Ministro de Lula diz que decisão de Mendonça sobre Andrei é 'descabida' e 'cheira como eleitoral'
José Guimarães afirma que STF precisa tomar providências, após André Mendonça determinar afastamento de Andrei Rodrigues da chefia da PF
O ministro José Guimarães criticou como "descabida" e de cunho eleitoral a decisão do ministro do STF André Mendonça de afastar o diretor-geral da PF, Andrei Rodrigues, e o diretor de inteligência, Leandro Almada. A medida, que visa apurar supostas irregularidades em relatórios, foi referendada pela Segunda Turma da Corte, apesar do pedido de vista de Gilmar Mendes. Diante da decisão que visa desgastar o governo, a Advocacia-Geral da União anunciou que recorrerá para garantir a prerrogativa de Lula.
BRASÍLIA - O ministro das Relações Institucionais, José Guimarães, foi um dos primeiros integrantes da equipe ministerial do presidente Luiz Inácio Lula da Silva (PT) a se manifestar diretamente contra o afastamento do diretor-geral da Polícia Federal, Andrei Rodrigues, por decisão do ministro André Mendonça, do Supremo Tribunal Federal. Para Guimarães, a decisão "é descabida" é "cheira como eleitoral", já que pode desgastar o governo.

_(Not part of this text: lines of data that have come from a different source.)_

//! Vow table: pending results, their reactions, and the remote subscribers
//! that must hear about settlement.

use std::collections::{HashMap, HashSet};
use std::rc::Weak;

use smallvec::SmallVec;

use crate::error::{Rejection, VatError};
use crate::swiss::{SwissNum, VatId};
use crate::value::{Settlement, Value, Vow, VowId};
use crate::vat::Turn;

pub type Callback = Box<dyn FnOnce(&mut Turn<'_>, Settlement) -> Result<Value, Rejection>>;

/// Local work triggered by a vow's settlement. Runs at the next drain.
pub(crate) enum Reaction {
    /// Run `callback` and settle `derived` with what it returns.
    Callback { callback: Callback, derived: VowId },
    /// Settle another vow with the same outcome.
    Forward(VowId),
    /// Deliver a call that was sent to the vow before it settled.
    Deliver {
        method: String,
        args: Vec<Value>,
        result: VowId,
    },
}

/// A remote holder of a vow, addressed by the swiss number it knows the vow by.
#[derive(Clone, Debug, PartialEq, Eq)]
pub struct Subscriber {
    pub peer: VatId,
    pub swiss: SwissNum,
}

#[derive(Clone, Debug, PartialEq)]
pub enum VowState {
    Unresolved,
    Resolved(Value),
    Rejected(Rejection),
}

struct VowRecord {
    state: VowState,
    // Resolved to another vow and waiting on it; no longer settleable by hand.
    locked: bool,
    holder: Weak<VowId>,
    reactions: SmallVec<[Reaction; 2]>,
    subscribers: SmallVec<[Subscriber; 2]>,
}

impl VowRecord {
    fn new(state: VowState, holder: &Vow) -> Self {
        Self {
            state,
            locked: false,
            holder: holder.downgrade(),
            reactions: SmallVec::new(),
            subscribers: SmallVec::new(),
        }
    }

    fn is_collectable(&self) -> bool {
        self.state != VowState::Unresolved && self.holder.strong_count() == 0
    }
}

/// Everything a settlement released, for the scheduler to queue.
pub(crate) struct Fired {
    pub reactions: SmallVec<[Reaction; 2]>,
    pub subscribers: SmallVec<[Subscriber; 2]>,
}

/// Outcome of attaching a reaction.
pub(crate) enum Registered {
    Pending,
    /// The vow had already settled; the reaction is handed back to be queued.
    Settled(Reaction, Settlement),
}

#[derive(Default)]
pub struct VowTable {
    next: u64,
    records: HashMap<VowId, VowRecord>,
}

impl VowTable {
    pub fn new() -> Self {
        Self::default()
    }

    pub fn create(&mut self) -> Vow {
        self.insert(VowState::Unresolved)
    }

    pub fn create_settled(&mut self, settlement: Settlement) -> Vow {
        self.insert(match settlement {
            Settlement::Resolved(v) => VowState::Resolved(v),
            Settlement::Rejected(r) => VowState::Rejected(r),
        })
    }

    fn insert(&mut self, state: VowState) -> Vow {
        let vow = Vow::new(VowId(self.next));
        self.next += 1;
        self.records.insert(vow.id(), VowRecord::new(state, &vow));
        vow
    }

    /// A handle on a vow the table still knows, sharing liveness with any
    /// handle already out there.
    pub fn handle(&mut self, id: VowId) -> Option<Vow> {
        let record = self.records.get_mut(&id)?;
        if let Some(vow) = Vow::upgrade(&record.holder) {
            return Some(vow);
        }
        let vow = Vow::new(id);
        record.holder = vow.downgrade();
        Some(vow)
    }

    pub fn state(&self, id: VowId) -> Option<&VowState> {
        self.records.get(&id).map(|r| &r.state)
    }

    /// `None` while unresolved (or unknown).
    pub fn settlement(&self, id: VowId) -> Option<Settlement> {
        match self.state(id)? {
            VowState::Unresolved => None,
            VowState::Resolved(v) => Some(Settlement::Resolved(v.clone())),
            VowState::Rejected(r) => Some(Settlement::Rejected(r.clone())),
        }
    }

    pub fn is_unresolved(&self, id: VowId) -> bool {
        matches!(self.state(id), Some(VowState::Unresolved))
    }

    /// Unresolved and not already following another vow.
    pub fn is_settleable(&self, id: VowId) -> bool {
        self.records
            .get(&id)
            .is_some_and(|r| r.state == VowState::Unresolved && !r.locked)
    }

    pub fn subscribers(&self, id: VowId) -> &[Subscriber] {
        self.records
            .get(&id)
            .map(|r| r.subscribers.as_slice())
            .unwrap_or(&[])
    }

    pub(crate) fn lock(&mut self, id: VowId) -> Result<(), VatError> {
        let record = self.records.get_mut(&id).ok_or(VatError::UnknownVow(id))?;
        if record.locked || record.state != VowState::Unresolved {
            return Err(VatError::AlreadySettled(id));
        }
        record.locked = true;
        Ok(())
    }

    /// Record a remote holder. A peer holding the vow under the same swiss
    /// number is recorded once.
    pub(crate) fn subscribe(&mut self, id: VowId, subscriber: Subscriber) -> Result<(), VatError> {
        let record = self.records.get_mut(&id).ok_or(VatError::UnknownVow(id))?;
        if record.state != VowState::Unresolved {
            return Err(VatError::AlreadySettled(id));
        }
        if !record.subscribers.contains(&subscriber) {
            record.subscribers.push(subscriber);
        }
        Ok(())
    }

    pub(crate) fn react(&mut self, id: VowId, reaction: Reaction) -> Result<Registered, VatError> {
        let record = self.records.get_mut(&id).ok_or(VatError::UnknownVow(id))?;
        Ok(match &record.state {
            VowState::Unresolved => {
                record.reactions.push(reaction);
                Registered::Pending
            }
            VowState::Resolved(v) => Registered::Settled(reaction, Settlement::Resolved(v.clone())),
            VowState::Rejected(r) => Registered::Settled(reaction, Settlement::Rejected(r.clone())),
        })
    }

    /// Move an unresolved vow to its terminal state. Locked vows may still be
    /// settled here; that is how a followed vow passes its outcome on.
    pub(crate) fn settle(&mut self, id: VowId, settlement: Settlement) -> Result<Fired, VatError> {
        let record = self.records.get_mut(&id).ok_or(VatError::UnknownVow(id))?;
        if record.state != VowState::Unresolved {
            return Err(VatError::AlreadySettled(id));
        }
        record.state = match settlement {
            Settlement::Resolved(v) => VowState::Resolved(v),
            Settlement::Rejected(r) => VowState::Rejected(r),
        };
        record.locked = false;
        Ok(Fired {
            reactions: std::mem::take(&mut record.reactions),
            subscribers: std::mem::take(&mut record.subscribers),
        })
    }

    /// Forget settled vows that no handle reaches and that are not in
    /// `pinned`. Returns how many went.
    pub fn collect(&mut self, pinned: &HashSet<VowId>) -> usize {
        let before = self.records.len();
        self.records
            .retain(|id, record| !record.is_collectable() || pinned.contains(id));
        before - self.records.len()
    }

    pub fn len(&self) -> usize {
        self.records.len()
    }

    pub fn is_empty(&self) -> bool {
        self.records.is_empty()
    }
}

#[cfg(test)]
mod tests {
    use super::*;

    fn sub(peer: &str, swiss: u64) -> Subscriber {
        Subscriber {
            peer: VatId::from(peer),
            swiss: SwissNum::Num(swiss),
        }
    }

    #[test]
    fn settles_exactly_once() {
        let mut vows = VowTable::new();
        let id = vows.create().id();
        assert!(vows.is_unresolved(id));
        vows.settle(id, Settlement::Resolved(Value::from("done")))
            .unwrap();
        assert_eq!(
            vows.settlement(id),
            Some(Settlement::Resolved(Value::from("done")))
        );
        assert!(matches!(
            vows.settle(id, Settlement::Rejected(Rejection::application("late"))),
            Err(VatError::AlreadySettled(_))
        ));
        assert_eq!(
            vows.state(id),
            Some(&VowState::Resolved(Value::from("done")))
        );
    }

    #[test]
    fn settlement_releases_subscribers_and_reactions_in_order() {
        let mut vows = VowTable::new();
        let id = vows.create().id();
        let a = vows.create().id();
        let b = vows.create().id();
        vows.subscribe(id, sub("vat1", 2)).unwrap();
        vows.subscribe(id, sub("vat3", 2)).unwrap();
        vows.subscribe(id, sub("vat1", 2)).unwrap();
        assert!(matches!(
            vows.react(id, Reaction::Forward(a)).unwrap(),
            Registered::Pending
        ));
        vows.react(id, Reaction::Forward(b)).unwrap();

        let fired = vows
            .settle(id, Settlement::Rejected(Rejection::application("no bids")))
            .unwrap();
        assert_eq!(
            fired.subscribers.as_slice(),
            &[sub("vat1", 2), sub("vat3", 2)]
        );
        let order: Vec<VowId> = fired
            .reactions
            .iter()
            .map(|r| match r {
                Reaction::Forward(v) => *v,
                _ => unreachable!(),
            })
            .collect();
        assert_eq!(order, vec![a, b]);
        assert!(vows.subscribers(id).is_empty());
    }

    #[test]
    fn reacting_to_settled_vow_hands_reaction_back() {
        let mut vows = VowTable::new();
        let id = vows.create_settled(Settlement::Resolved(Value::Int(4))).id();
        let target = vows.create().id();
        match vows.react(id, Reaction::Forward(target)).unwrap() {
            Registered::Settled(Reaction::Forward(v), Settlement::Resolved(Value::Int(4))) => {
                assert_eq!(v, target)
            }
            _ => panic!("expected settled registration"),
        }
        assert!(vows.subscribe(id, sub("vat2", 1)).is_err());
    }

    #[test]
    fn locked_vow_refuses_manual_settle_but_accepts_forward() {
        let mut vows = VowTable::new();
        let id = vows.create().id();
        vows.lock(id).unwrap();
        assert!(!vows.is_settleable(id));
        assert!(vows.is_unresolved(id));
        assert!(vows.lock(id).is_err());
        vows.settle(id, Settlement::Resolved(Value::Null)).unwrap();
        assert!(!vows.is_unresolved(id));
    }

    #[test]
    fn settled_vows_go_once_unheld_and_unpinned() {
        let mut vows = VowTable::new();
        let held = vows.create();
        let pending = vows.create().id();
        let pinned = vows.create().id();
        let loose = vows.create().id();
        for id in [held.id(), pinned, loose] {
            vows.settle(id, Settlement::Resolved(Value::Null)).unwrap();
        }
        assert_eq!(vows.len(), 4);

        assert_eq!(vows.collect(&HashSet::from([pinned])), 1);
        assert!(vows.state(loose).is_none());
        assert!(vows.is_unresolved(pending));
        assert!(vows.settlement(held.id()).is_some());

        // a fresh handle keeps a record alive just like the first one did
        let again = vows.handle(pinned).unwrap();
        drop(held);
        assert_eq!(vows.collect(&HashSet::new()), 1);
        assert_eq!(vows.len(), 2);
        assert!(vows.settlement(again.id()).is_some());
        assert!(vows.handle(loose).is_none());
    }
}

"Ninguém está acima da lei. Com base nessa referência, a decisão do ministro André Mendonça, no que tange o pedido de afastamento do diretor geral da Polícia Federal, é descabida e uma intromissão onde não lhe cabe", disse o ministro nesta terça-feira, 8.
"Apurar eventuais indícios de delitos está correto. Mas essa medida me cheira como eleitoral. Isso não pode. O STF precisa tomar providências", cobrou Guimarães.
Nesta terça, Mendonça ordenou que a Polícia Federal, por meio de sua Corregedoria, abra procedimentos investigatórios de natureza penal e administrativo-disciplinar para apurar os "graves fatos identificados" na produção de relatórios de inteligência. O ministro também determinou o afastamento do diretor de inteligência da corporação, Leandro Almada da Costa.
Em seguida, em votação relâmpago, a Segunda Turma do Supremo referendou o afastamento de Andrei e Almada em menos de dez minutos. O decano da Corte, Gilmar Mendes, pediu vista com 11 segundos de apreciação no plenário virtual. Nunes Marques e Luiz Fux anteciparam seus votos e acompanharam integralmente André Mendonça.
A Advocacia-Geral da União (AGU) vai recorrer ainda nesta terça-feira da decisão. Segundo apurou o Estadão/Broadcast, o órgão vai argumentar que a ordem monocrática do ministro viola a competência privativa do presidente da República para nomear o diretor-geral da PF.